======== Entries shown

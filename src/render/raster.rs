use crate::{
    eval::frame::Frame,
    foundation::core::Viewport,
    foundation::error::{NightscrollError, NightscrollResult},
    render::svg::frame_to_svg,
    scene::config::SceneConfig,
};

const MAX_DIM: u32 = 16_384;

/// Rasterized frame as premultiplied RGBA8, row-major.
///
/// The scene paints an opaque black page first, so every pixel has alpha 255 and the data is
/// also valid straight-alpha RGBA.
#[derive(Clone, Debug, PartialEq, Eq)]
pub struct RasterFrame {
    /// Width in pixels.
    pub width: u32,
    /// Height in pixels.
    pub height: u32,
    /// `width * height * 4` bytes.
    pub data: Vec<u8>,
}

impl RasterFrame {
    /// RGBA of the pixel at `(x, y)`, if inside the image.
    pub fn pixel(&self, x: u32, y: u32) -> Option<[u8; 4]> {
        if x >= self.width || y >= self.height {
            return None;
        }
        let i = ((y as usize) * (self.width as usize) + x as usize) * 4;
        self.data.get(i..i + 4).map(|p| [p[0], p[1], p[2], p[3]])
    }
}

/// Parse an SVG document and rasterize it at `width x height`.
pub fn rasterize_svg(svg: &str, width: u32, height: u32) -> NightscrollResult<RasterFrame> {
    if width == 0 || height == 0 || width > MAX_DIM || height > MAX_DIM {
        return Err(NightscrollError::render(format!(
            "raster size {width}x{height} out of range (1..={MAX_DIM})"
        )));
    }
    let tree = usvg::Tree::from_str(svg, &usvg::Options::default())
        .map_err(|e| NightscrollError::render(format!("svg parse failed: {e}")))?;

    let mut pixmap = resvg::tiny_skia::Pixmap::new(width, height)
        .ok_or_else(|| NightscrollError::render("failed to allocate pixmap"))?;
    let sx = (width as f32) / tree.size().width();
    let sy = (height as f32) / tree.size().height();
    let xform = resvg::tiny_skia::Transform::from_scale(sx, sy);

    resvg::render(&tree, xform, &mut pixmap.as_mut());
    Ok(RasterFrame {
        width,
        height,
        data: pixmap.data().to_vec(),
    })
}

/// Render `frame` through the SVG path and rasterize it at the viewport's pixel size.
#[tracing::instrument(level = "debug", skip_all, fields(width = viewport.width, height = viewport.height))]
pub fn render_frame_rgba(
    scene: &SceneConfig,
    frame: &Frame,
    viewport: Viewport,
) -> NightscrollResult<RasterFrame> {
    let svg = frame_to_svg(scene, frame, viewport)?;
    rasterize_svg(&svg, viewport.width_px(), viewport.height_px())
}

#[cfg(test)]
#[path = "../../tests/unit/render/raster.rs"]
mod tests;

================

Task requirements.
Lines of the material in which the word "SceneConfig" occurs are to be copied out.

Finished task.
    scene::config::SceneConfig,
    scene: &SceneConfig,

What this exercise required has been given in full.